What the exercise asks: Examine each line of the data, and copy the ones containing "tracing".

Collected data:
━━━

use async_trait::async_trait;
use uuid::Uuid;

use super::dto::IngredientAmount;
use super::repo_types::{MealType, ResolvedMeal};
use crate::error::AppError;

/// Field values written on insert and update.
#[derive(Debug)]
pub struct MealWrite<'a> {
    pub name: &'a str,
    pub meal_types: Vec<String>,
    pub instructions: &'a [String],
    pub diet_types: &'a [String],
    pub excludes_allergens: &'a [String],
    pub image_url: Option<&'a str>,
}

/// Persistence for meals and their ordered recipe lines.
#[async_trait]
pub trait MealStore: Send + Sync {
    /// Meals matching both filters when given, ordered by name.
    async fn list(
        &self,
        meal_type: Option<MealType>,
        diet_type: Option<&str>,
    ) -> Result<Vec<ResolvedMeal>, AppError>;

    async fn find(&self, id: Uuid) -> Result<Option<ResolvedMeal>, AppError>;

    /// Store the meal and its lines atomically. Fails with
    /// `AppError::InvalidInput` when a line points at a missing ingredient.
    async fn insert(
        &self,
        meal: &MealWrite<'_>,
        lines: &[IngredientAmount],
    ) -> Result<Uuid, AppError>;

    /// Overwrite the meal's fields, and its lines when `lines` is given.
    /// Returns `false` when no meal has this id.
    async fn update(
        &self,
        id: Uuid,
        meal: &MealWrite<'_>,
        lines: Option<&[IngredientAmount]>,
    ) -> Result<bool, AppError>;

    async fn delete(&self, id: Uuid) -> Result<bool, AppError>;
}
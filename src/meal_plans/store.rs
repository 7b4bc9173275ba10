use async_trait::async_trait;
use time::Date;
use uuid::Uuid;

use super::repo_types::{MealPlan, NewMealPlan};
use crate::error::AppError;
use crate::meals::{MealType, ResolvedMeal};

/// Persistence for meal plans, unique per (user, date).
#[async_trait]
pub trait MealPlanStore: Send + Sync {
    async fn find(&self, user_id: Uuid, date: Date) -> Result<Option<MealPlan>, AppError>;

    /// Fails with `AppError::Conflict` when the user already has a plan that day.
    async fn insert(&self, plan: NewMealPlan) -> Result<MealPlan, AppError>;

    /// Remove any plan for the same (user, date) and insert `plan`, atomically.
    async fn replace(&self, plan: NewMealPlan) -> Result<MealPlan, AppError>;

    async fn set_slot(
        &self,
        user_id: Uuid,
        date: Date,
        meal_type: MealType,
        meal_id: Uuid,
    ) -> Result<Option<MealPlan>, AppError>;

    async fn delete(&self, user_id: Uuid, date: Date) -> Result<bool, AppError>;
}

/// Read access to meals with their ingredients resolved.
#[async_trait]
pub trait MealCatalog: Send + Sync {
    /// Every meal tagged with `meal_type`.
    async fn candidates(&self, meal_type: MealType) -> Result<Vec<ResolvedMeal>, AppError>;

    /// Meals with the given ids; unknown ids are skipped.
    async fn resolve(&self, ids: &[Uuid]) -> Result<Vec<ResolvedMeal>, AppError>;
}
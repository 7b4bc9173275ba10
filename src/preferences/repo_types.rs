use serde::Serialize;
use sqlx::FromRow;
use uuid::Uuid;

use crate::meals::Meal;

/// Diet used when the user has not chosen one; matches every meal.
pub const STANDARD_DIET: &str = "standard";

#[derive(Debug, Clone, PartialEq, Serialize, FromRow)]
#[serde(rename_all = "camelCase")]
pub struct Preferences {
    pub id: Uuid,
    pub user_id: Uuid,
    pub diet_type: Option<String>,
    pub allergies: Vec<String>,
    pub meals_per_day: i32,
}

impl Preferences {
    /// A meal is allowed when it carries the chosen diet tag (if any) and
    /// declares itself free of every allergen the user listed.
    pub fn allows(&self, meal: &Meal) -> bool {
        let diet_ok = match self.diet_type.as_deref().map(str::trim) {
            None | Some("") => true,
            Some(diet) if diet.eq_ignore_ascii_case(STANDARD_DIET) => true,
            Some(diet) => meal.diet_types.iter().any(|d| d.eq_ignore_ascii_case(diet)),
        };
        diet_ok
            && self.allergies.iter().all(|allergy| {
                meal.excludes_allergens
                    .iter()
                    .any(|a| a.eq_ignore_ascii_case(allergy.trim()))
            })
    }
}

/// Users without preferences see the whole catalog.
pub fn matches_preferences(meal: &Meal, prefs: Option<&Preferences>) -> bool {
    prefs.map_or(true, |p| p.allows(meal))
}
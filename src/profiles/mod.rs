pub mod dto;
mod repo;
mod repo_types;
pub mod services;
mod store;

pub use repo::PgProfileStore;
pub use repo_types::Profile;
pub use store::ProfileStore;
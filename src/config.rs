use serde::Deserialize;

/// Knobs for the meal-plan selector.
#[derive(Debug, Clone, Deserialize)]
pub struct PlannerConfig {
    pub max_attempts: usize,
    pub calorie_tolerance: f64,
}

impl Default for PlannerConfig {
    fn default() -> Self {
        Self {
            max_attempts: 100,
            calorie_tolerance: 0.15,
        }
    }
}

#[derive(Debug, Clone, Deserialize)]
pub struct AppConfig {
    pub database_url: String,
    pub max_connections: u32,
    pub planner: PlannerConfig,
}

impl AppConfig {
    pub fn from_env() -> anyhow::Result<Self> {
        let database_url = std::env::var("DATABASE_URL")?;
        let max_connections = std::env::var("DB_MAX_CONNECTIONS")
            .ok()
            .and_then(|v| v.parse::<u32>().ok())
            .unwrap_or(10);
        let defaults = PlannerConfig::default();
        let planner = PlannerConfig {
            max_attempts: std::env::var("PLAN_MAX_ATTEMPTS")
                .ok()
                .and_then(|v| v.parse::<usize>().ok())
                .filter(|v| *v > 0)
                .unwrap_or(defaults.max_attempts),
            calorie_tolerance: std::env::var("PLAN_CALORIE_TOLERANCE")
                .ok()
                .and_then(|v| v.parse::<f64>().ok())
                .filter(|v| v.is_finite() && *v >= 0.0)
                .unwrap_or(defaults.calorie_tolerance),
        };
        Ok(Self {
            database_url,
            max_connections,
            planner,
        })
    }
}
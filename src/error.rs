use thiserror::Error;

/// Errors surfaced by the service layer.
///
/// `NotFound`, `Conflict` and `InvalidInput` carry user-facing messages;
/// `Database` wraps anything the pool reports that is not a unique violation.
#[derive(Debug, Error)]
pub enum AppError {
    #[error("{0} not found")]
    NotFound(&'static str),
    #[error("{0}")]
    Conflict(String),
    #[error("{0}")]
    InvalidInput(String),
    #[error("database error: {0}")]
    Database(#[source] sqlx::Error),
}

impl AppError {
    /// Map a write error, turning unique violations into `Conflict`.
    pub fn on_write(err: sqlx::Error, conflict: impl Into<String>) -> Self {
        if let sqlx::Error::Database(db_err) = &err {
            if db_err.is_unique_violation() {
                tracing::warn!(error = %err, "unique constraint violated");
                return AppError::Conflict(conflict.into());
            }
        }
        AppError::Database(err)
    }

    /// Map a delete error, turning foreign key violations into `Conflict`.
    pub fn on_delete(err: sqlx::Error, conflict: impl Into<String>) -> Self {
        if let sqlx::Error::Database(db_err) = &err {
            if db_err.is_foreign_key_violation() {
                tracing::warn!(error = %err, "row still referenced");
                return AppError::Conflict(conflict.into());
            }
        }
        AppError::Database(err)
    }

    /// Map a write error, turning foreign key violations into `InvalidInput`.
    ///
    /// Covers rows referenced by the write disappearing between validation
    /// and commit.
    pub fn on_reference(err: sqlx::Error, invalid: impl Into<String>) -> Self {
        if let sqlx::Error::Database(db_err) = &err {
            if db_err.is_foreign_key_violation() {
                tracing::warn!(error = %err, "referenced row missing");
                return AppError::InvalidInput(invalid.into());
            }
        }
        AppError::Database(err)
    }
}

impl From<sqlx::Error> for AppError {
    fn from(err: sqlx::Error) -> Self {
        AppError::Database(err)
    }
}

#[cfg(test)]
mod tests {
    use super::*;
    use crate::testing::FakeDbError;

    #[test]
    fn messages_are_user_facing() {
        assert_eq!(AppError::NotFound("Profile").to_string(), "Profile not found");
        assert_eq!(
            AppError::Conflict("Profile already exists".into()).to_string(),
            "Profile already exists"
        );
    }

    #[test]
    fn unique_violation_on_write_is_conflict() {
        let err = AppError::on_write(FakeDbError::unique().into(), "Ingredient already exists");
        assert!(matches!(err, AppError::Conflict(ref m) if m == "Ingredient already exists"));
    }

    #[test]
    fn foreign_key_violation_on_delete_is_conflict() {
        let err = AppError::on_delete(FakeDbError::foreign_key().into(), "Ingredient is used by a meal");
        assert!(matches!(err, AppError::Conflict(_)));
        // a unique violation is not what a delete guards against
        let err = AppError::on_delete(FakeDbError::unique().into(), "in use");
        assert!(matches!(err, AppError::Database(_)));
    }

    #[test]
    fn foreign_key_violation_on_write_is_invalid_input() {
        let err = AppError::on_reference(FakeDbError::foreign_key().into(), "Unknown ingredient");
        assert!(matches!(err, AppError::InvalidInput(ref m) if m == "Unknown ingredient"));
        let err = AppError::on_reference(FakeDbError::unique().into(), "Unknown ingredient");
        assert!(matches!(err, AppError::Database(_)));
    }

    #[test]
    fn non_database_write_errors_stay_database() {
        let err = AppError::on_write(sqlx::Error::RowNotFound, "dup");
        assert!(matches!(err, AppError::Database(sqlx::Error::RowNotFound)));
    }
}
#[async_trait]
impl MealStore for InMemoryCatalog {
    async fn list(
        &self,
        meal_type: Option<MealType>,
        diet_type: Option<&str>,
    ) -> Result<Vec<ResolvedMeal>, AppError> {
        let mut found: Vec<ResolvedMeal> = self
            .meals
            .lock()
            .unwrap()
            .iter()
            .filter(|m| meal_type.map_or(true, |t| m.meal.meal_types.contains(&t)))
            .filter(|m| diet_type.map_or(true, |d| m.meal.diet_types.iter().any(|x| x == d)))
            .cloned()
            .collect();
        found.sort_by(|a, b| a.meal.name.cmp(&b.meal.name));
        Ok(found)
    }

    async fn find(&self, id: Uuid) -> Result<Option<ResolvedMeal>, AppError> {
        Ok(self
            .meals
            .lock()
            .unwrap()
            .iter()
            .find(|m| m.meal.id == id)
            .cloned())
    }

    async fn insert(
        &self,
        write: &MealWrite<'_>,
        lines: &[IngredientAmount],
    ) -> Result<Uuid, AppError> {
        let ingredients = self.resolve_lines(lines)?;
        let mut meal = Meal {
            id: Uuid::new_v4(),
            name: String::new(),
            meal_types: vec![],
            instructions: vec![],
            diet_types: vec![],
            excludes_allergens: vec![],
            image_url: None,
            created_at: OffsetDateTime::now_utc(),
        };
        apply_write(&mut meal, write);
        let id = meal.id;
        self.meals
            .lock()
            .unwrap()
            .push(ResolvedMeal { meal, ingredients });
        Ok(id)
    }

    async fn update(
        &self,
        id: Uuid,
        write: &MealWrite<'_>,
        lines: Option<&[IngredientAmount]>,
    ) -> Result<bool, AppError> {
        let resolved = lines.map(|l| self.resolve_lines(l)).transpose()?;
        let mut meals = self.meals.lock().unwrap();
        let Some(target) = meals.iter_mut().find(|m| m.meal.id == id) else {
            return Ok(false);
        };
        apply_write(&mut target.meal, write);
        if let Some(ingredients) = resolved {
            target.ingredients = ingredients;
        }
        Ok(true)
    }

    async fn delete(&self, id: Uuid) -> Result<bool, AppError> {
        let mut meals = self.meals.lock().unwrap();
        let before = meals.len();
        meals.retain(|m| m.meal.id != id);
        Ok(meals.len() != before)
    }
}
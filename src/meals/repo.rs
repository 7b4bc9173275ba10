use async_trait::async_trait;
use sqlx::{PgPool, Postgres, Transaction};
use uuid::Uuid;

use super::dto::IngredientAmount;
use super::repo_types::{MealIngredientRow, MealRow, MealType, ResolvedMeal};
use super::store::{MealStore, MealWrite};
use crate::error::AppError;
use crate::meal_plans::MealCatalog;

const MEAL_COLUMNS: &str = "id, name, meal_types, instructions, diet_types, \
                            excludes_allergens, image_url, created_at";
const UNKNOWN_INGREDIENT: &str = "Meal references an unknown ingredient";

pub async fn list(
    db: &PgPool,
    meal_type: Option<MealType>,
    diet_type: Option<&str>,
) -> Result<Vec<MealRow>, sqlx::Error> {
    sqlx::query_as::<_, MealRow>(&format!(
        r#"
        SELECT {MEAL_COLUMNS}
          FROM meals
         WHERE ($1::text IS NULL OR $1 = ANY(meal_types))
           AND ($2::text IS NULL OR $2 = ANY(diet_types))
         ORDER BY name
        "#
    ))
    .bind(meal_type.map(|t| t.as_str()))
    .bind(diet_type)
    .fetch_all(db)
    .await
}

pub async fn find_by_ids(db: &PgPool, ids: &[Uuid]) -> Result<Vec<MealRow>, sqlx::Error> {
    sqlx::query_as::<_, MealRow>(&format!(
        "SELECT {MEAL_COLUMNS} FROM meals WHERE id = ANY($1) ORDER BY name"
    ))
    .bind(ids)
    .fetch_all(db)
    .await
}

/// Recipe lines for the given meals, joined to their ingredients.
pub async fn lines_for(
    db: &PgPool,
    meal_ids: &[Uuid],
) -> Result<Vec<MealIngredientRow>, sqlx::Error> {
    sqlx::query_as::<_, MealIngredientRow>(
        r#"
        SELECT mi.meal_id, mi.amount,
               i.id, i.name, i.calories_per_100g, i.protein_per_100g,
               i.carbs_per_100g, i.fat_per_100g, i.unit
          FROM meal_ingredients mi
          JOIN ingredients i ON i.id = mi.ingredient_id
         WHERE mi.meal_id = ANY($1)
         ORDER BY mi.meal_id, mi.position
        "#,
    )
    .bind(meal_ids)
    .fetch_all(db)
    .await
}

/// Load meal rows together with their resolved ingredients.
pub async fn resolve(db: &PgPool, rows: Vec<MealRow>) -> Result<Vec<ResolvedMeal>, sqlx::Error> {
    if rows.is_empty() {
        return Ok(Vec::new());
    }
    let ids: Vec<Uuid> = rows.iter().map(|r| r.id).collect();
    let lines = lines_for(db, &ids).await?;
    Ok(ResolvedMeal::assemble(rows, lines))
}

pub async fn insert_tx(
    tx: &mut Transaction<'_, Postgres>,
    meal: &MealWrite<'_>,
) -> Result<Uuid, sqlx::Error> {
    sqlx::query_scalar::<_, Uuid>(
        r#"
        INSERT INTO meals (name, meal_types, instructions, diet_types,
                           excludes_allergens, image_url)
        VALUES ($1, $2, $3, $4, $5, $6)
        RETURNING id
        "#,
    )
    .bind(meal.name)
    .bind(&meal.meal_types)
    .bind(meal.instructions)
    .bind(meal.diet_types)
    .bind(meal.excludes_allergens)
    .bind(meal.image_url)
    .fetch_one(&mut **tx)
    .await
}

pub async fn update_tx(
    tx: &mut Transaction<'_, Postgres>,
    id: Uuid,
    meal: &MealWrite<'_>,
) -> Result<bool, sqlx::Error> {
    let res = sqlx::query(
        r#"
        UPDATE meals
           SET name = $2, meal_types = $3, instructions = $4, diet_types = $5,
               excludes_allergens = $6, image_url = $7
         WHERE id = $1
        "#,
    )
    .bind(id)
    .bind(meal.name)
    .bind(&meal.meal_types)
    .bind(meal.instructions)
    .bind(meal.diet_types)
    .bind(meal.excludes_allergens)
    .bind(meal.image_url)
    .execute(&mut **tx)
    .await?;
    Ok(res.rows_affected() > 0)
}

/// Replace the recipe lines of a meal, keeping the given order.
pub async fn replace_lines_tx(
    tx: &mut Transaction<'_, Postgres>,
    meal_id: Uuid,
    lines: &[IngredientAmount],
) -> Result<(), sqlx::Error> {
    sqlx::query("DELETE FROM meal_ingredients WHERE meal_id = $1")
        .bind(meal_id)
        .execute(&mut **tx)
        .await?;
    for (position, line) in lines.iter().enumerate() {
        sqlx::query(
            r#"
            INSERT INTO meal_ingredients (meal_id, position, ingredient_id, amount)
            VALUES ($1, $2, $3, $4)
            "#,
        )
        .bind(meal_id)
        .bind(position as i32)
        .bind(line.ingredient_id)
        .bind(line.amount)
        .execute(&mut **tx)
        .await?;
    }
    Ok(())
}

pub async fn delete(db: &PgPool, id: Uuid) -> Result<bool, sqlx::Error> {
    let res = sqlx::query("DELETE FROM meals WHERE id = $1")
        .bind(id)
        .execute(db)
        .await?;
    Ok(res.rows_affected() > 0)
}

/// Meals backed by the `meals` and `meal_ingredients` tables.
#[derive(Clone)]
pub struct PgMealStore {
    db: PgPool,
}

impl PgMealStore {
    pub fn new(db: PgPool) -> Self {
        Self { db }
    }
}

#[async_trait]
impl MealStore for PgMealStore {
    async fn list(
        &self,
        meal_type: Option<MealType>,
        diet_type: Option<&str>,
    ) -> Result<Vec<ResolvedMeal>, AppError> {
        let rows = list(&self.db, meal_type, diet_type).await?;
        Ok(resolve(&self.db, rows).await?)
    }

    async fn find(&self, id: Uuid) -> Result<Option<ResolvedMeal>, AppError> {
        let rows = find_by_ids(&self.db, &[id]).await?;
        Ok(resolve(&self.db, rows).await?.into_iter().next())
    }

    async fn insert(
        &self,
        meal: &MealWrite<'_>,
        lines: &[IngredientAmount],
    ) -> Result<Uuid, AppError> {
        let mut tx = self.db.begin().await?;
        let id = insert_tx(&mut tx, meal).await?;
        replace_lines_tx(&mut tx, id, lines)
            .await
            .map_err(|e| AppError::on_reference(e, UNKNOWN_INGREDIENT))?;
        tx.commit().await?;
        Ok(id)
    }

    async fn update(
        &self,
        id: Uuid,
        meal: &MealWrite<'_>,
        lines: Option<&[IngredientAmount]>,
    ) -> Result<bool, AppError> {
        let mut tx = self.db.begin().await?;
        if !update_tx(&mut tx, id, meal).await? {
            return Ok(false);
        }
        if let Some(lines) = lines {
            replace_lines_tx(&mut tx, id, lines)
                .await
                .map_err(|e| AppError::on_reference(e, UNKNOWN_INGREDIENT))?;
        }
        tx.commit().await?;
        Ok(true)
    }

    async fn delete(&self, id: Uuid) -> Result<bool, AppError> {
        Ok(delete(&self.db, id).await?)
    }
}

#[async_trait]
impl MealCatalog for PgMealStore {
    async fn candidates(&self, meal_type: MealType) -> Result<Vec<ResolvedMeal>, AppError> {
        MealStore::list(self, Some(meal_type), None).await
    }

    async fn resolve(&self, ids: &[Uuid]) -> Result<Vec<ResolvedMeal>, AppError> {
        if ids.is_empty() {
            return Ok(Vec::new());
        }
        let rows = find_by_ids(&self.db, ids).await?;
        Ok(resolve(&self.db, rows).await?)
    }
}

━━━

Answer to this problem:
                tracing::warn!(error = %err, "unique constraint violated");
                tracing::warn!(error = %err, "row still referenced");
                tracing::warn!(error = %err, "referenced row missing");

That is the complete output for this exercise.